Li Hongyi: Understand the principles of AI Agent in one class

Li Hongyi explains the principles of AI Agent in a simple and in-depth way.
Core content:
1. Basic operating principles and core cycles of AI Agent
2. Application and advantage analysis of LLM as AI Agent
3. Analysis of key capabilities of AI Agent and practical application cases
Li Hongyi has just released "Understanding the Principles of AI Agent in One Lesson", which is very easy to understand and highly recommended.
Li Hongyi believes that from the perspective of LLM, its AI Agent task is still doing word chaining. AI Agent is not a new technology of language model, it is more like an application of language model.
The video is as follows:
Course content:
Note: The key information is in the fifth part, Analysis of the Key Capabilities of AI Agent
1. Basic operating principles of AI Agent
Core loop: Goal -> Observation -> Action.
Action affects the environment and generates new Observation.
Repeat the cycle until the goal is achieved.
Example: AlphaGo
- Goal: Win the game.
- Observation: The position of the chess pieces on the board.
- Action: Place a piece on the board.
Relation to Reinforcement Learning (RL):
- Traditionally, the creation of AI Agents relies on RL algorithms.
- Limitations of RL: A separate model needs to be trained for each task.
- New idea: Can LLM be used directly as an AI Agent?
2. LLM as an AI Agent
Target (text description) -> Environment (converted to text or directly use images) -> Action (text description, needs to be translated into executable instructions).
The core of LLM is word chain, and AI Agent is an application of LLM.
No new models are trained in this course, which is based on the application of existing LLM general capabilities.
Historical review: There was a wave of AI Agent enthusiasm (AutoGPT) in the spring of 2023, but it later cooled down because the actual results were not as expected.
Advantages of LLM-driven AI Agent:
- The possibilities for action are nearly endless and are no longer limited to preset behaviors.
- No need to define rewards like RL, rich information such as error logs can be provided directly.
3. AI Agent Examples
AI Villagers: Stanford Town
AI uses computers: Cloud Computer Use, ChatGPT Operator.
AI training AI models: Google co-scientist, etc.
4. More immediate interaction
It is necessary to be able to adjust actions immediately based on real-time changes in the environment.
Application scenario: Voice conversation
5. Analysis of Key Capabilities of AI Agent
Li Hongyi believes that AI Agents need three core capabilities: 1. The ability to adjust behavior based on historical experience; 2. The ability to use tools; 3. Planning capabilities.
1. Adjusting behavior based on experience
Traditional method: Adjust model parameters (not covered in this course).
LLM capabilities: Provide error information directly and change behavior without adjusting parameters.
Key question: How to manage and leverage past experience?
Solution: Memory mechanism, similar to human long-term memory.
- Read module: Select experiences from Memory that are relevant to the current problem, similar to the RAG technique.
- Write module: decides what information should be recorded.
- Reflection module: abstract and organize the information in memory and establish connections between experiences (Knowledge Graph). Similar to GraphRAG and HippoRAG.
2. Use tools
Tool definition: You only need to know how to use it, no need to understand its inner workings.
Commonly used tools: search engines, programs (written by LLM himself), and other AI models.
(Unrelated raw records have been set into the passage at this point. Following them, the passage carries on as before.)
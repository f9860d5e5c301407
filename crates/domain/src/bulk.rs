use std::str::FromStr;

use chrono::{DateTime, Utc};
use grantflow_core::{AppError, UserId, WorkspaceId};
use serde::{Deserialize, Serialize};

use crate::{BulkInvitationId, GrantRole, GrantType, InvitationId, TargetId};

/// Completion status of one bulk invitation run.
#[derive(Debug, Clone, Copy, PartialEq, Eq, Hash, Serialize, Deserialize)]
#[serde(rename_all = "snake_case")]
pub enum BulkInvitationStatus {
    /// Items are still being processed.
    InProgress,
    /// Every attempted item succeeded.
    Completed,
    /// Some items failed and some succeeded.
    PartialFailure,
    /// Every attempted item failed.
    Failed,
}

impl BulkInvitationStatus {
    /// Returns the storage string.
    #[must_use]
    pub fn as_str(&self) -> &'static str {
        match self {
            Self::InProgress => "in_progress",
            Self::Completed => "completed",
            Self::PartialFailure => "partial_failure",
            Self::Failed => "failed",
        }
    }

    /// Derives the final status from item counts.
    #[must_use]
    pub fn from_counts(success_count: u32, failed_count: u32) -> Self {
        match (success_count, failed_count) {
            (_, 0) => Self::Completed,
            (0, _) => Self::Failed,
            _ => Self::PartialFailure,
        }
    }
}

impl FromStr for BulkInvitationStatus {
    type Err = AppError;

    fn from_str(value: &str) -> Result<Self, Self::Err> {
        match value {
            "in_progress" => Ok(Self::InProgress),
            "completed" => Ok(Self::Completed),
            "partial_failure" => Ok(Self::PartialFailure),
            "failed" => Ok(Self::Failed),
            _ => Err(AppError::Validation(format!(
                "unknown bulk invitation status '{value}'"
            ))),
        }
    }
}

/// Outcome of one email in a bulk run.
#[derive(Debug, Clone, PartialEq, Eq, Serialize, Deserialize)]
#[serde(tag = "outcome", rename_all = "snake_case")]
pub enum BulkItemOutcome {
    /// Invitation created.
    Created {
        /// Identifier of the created invitation.
        invitation_id: InvitationId,
    },
    /// Creation failed.
    Failed {
        /// Error message.
        error: String,
    },
    /// Deliberately excluded before creation.
    Skipped {
        /// Why the item was excluded.
        reason: String,
    },
}

/// One input email and what happened to it.
#[derive(Debug, Clone, PartialEq, Eq, Serialize, Deserialize)]
pub struct BulkInviteItem {
    /// Email as supplied by the caller.
    pub email: String,
    /// Item outcome.
    pub outcome: BulkItemOutcome,
}

/// Summary of one bulk invitation run.
#[derive(Debug, Clone, PartialEq, Eq, Serialize, Deserialize)]
pub struct BulkInvitationResult {
    /// Stable identifier.
    pub id: BulkInvitationId,
    /// Owning workspace.
    pub workspace_id: WorkspaceId,
    /// Inviting user.
    pub invited_by: UserId,
    /// Scope being shared.
    pub grant_type: GrantType,
    /// Target being shared.
    pub target_id: TargetId,
    /// Role granted to every invitee.
    pub role: GrantRole,
    /// Number of input emails.
    pub total_count: u32,
    /// Items with a created invitation.
    pub success_count: u32,
    /// Items that failed.
    pub failed_count: u32,
    /// Items excluded before creation.
    pub skipped_count: u32,
    /// Run status.
    pub status: BulkInvitationStatus,
    /// Emails whose creation failed.
    pub failed_emails: Vec<String>,
    /// Start timestamp.
    pub created_at: DateTime<Utc>,
    /// Completion timestamp.
    pub completed_at: Option<DateTime<Utc>>,
}

impl BulkInvitationResult {
    /// Starts an in-progress summary.
    #[must_use]
    pub fn start(
        workspace_id: WorkspaceId,
        invited_by: UserId,
        grant_type: GrantType,
        target_id: TargetId,
        role: GrantRole,
        total_count: u32,
        now: DateTime<Utc>,
    ) -> Self {
        Self {
            id: BulkInvitationId::new(),
            workspace_id,
            invited_by,
            grant_type,
            target_id,
            role,
            total_count,
            success_count: 0,
            failed_count: 0,
            skipped_count: 0,
            status: BulkInvitationStatus::InProgress,
            failed_emails: Vec::new(),
            created_at: now,
            completed_at: None,
        }
    }

    /// Fills counts from per-item outcomes and finalises the status.
    pub fn finalize(&mut self, items: &[BulkInviteItem], now: DateTime<Utc>) {
        let mut success_count = 0_u32;
        let mut skipped_count = 0_u32;
        let mut failed_emails = Vec::new();

        for item in items {
            match &item.outcome {
                BulkItemOutcome::Created { .. } => success_count = success_count.saturating_add(1),
                BulkItemOutcome::Skipped { .. } => skipped_count = skipped_count.saturating_add(1),
                BulkItemOutcome::Failed { .. } => failed_emails.push(item.email.clone()),
            }
        }

        let failed_count = u32::try_from(failed_emails.len()).unwrap_or(u32::MAX);
        self.success_count = success_count;
        self.failed_count = failed_count;
        self.skipped_count = skipped_count;
        self.failed_emails = failed_emails;
        self.status = BulkInvitationStatus::from_counts(success_count, failed_count);
        self.completed_at = Some(now);
    }
}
Use Tool = Function Calling.
Developers need to build a bridge to convert Tool instructions into actual function calls.
Specific tools:
- Search Engine (RAG)
-Build your own tools: LLM writes his own programs to use as tools.
- Other AI as tools:
The text model uses speech recognition, emotion recognition and other tools to process speech.
Large and small models work together.
Risk of over-trusting the tool: LLMs have a degree of judgment, but sometimes they still make mistakes.
Problems encountered when using tools: Internal knowledge vs. external knowledge conflicts
- LLM makes a trade-off between internal knowledge (beliefs) and external knowledge (instrumental outcomes).
- The greater the gap between external knowledge and LLM’s belief, the less likely LLM is to believe it.
- LLM's confidence in their own beliefs will also affect whether they are shaken by external information.
In addition, using tools may not always be more efficient, it depends on the capabilities of the LLM itself.
3. Make a plan
The planning capabilities of current traditional LLMs are somewhere between yes and no.
Further strengthen planning capabilities: interactive exploration with the environment (Tree Search) to remove hopeless paths.
Tree Search Disadvantages: Some actions are irreversible.
Solution: Let the attempt take place in the brain simulation (World Model) to simulate environmental changes.
Use your inner theatre to plan: think, verify possibilities, and simulate world changes.
Thinking models such as DeepSeek-R1 do have similar effects.
But there is also a risk of overthinking: LLMs may overthink, become stagnant, or even give up altogether.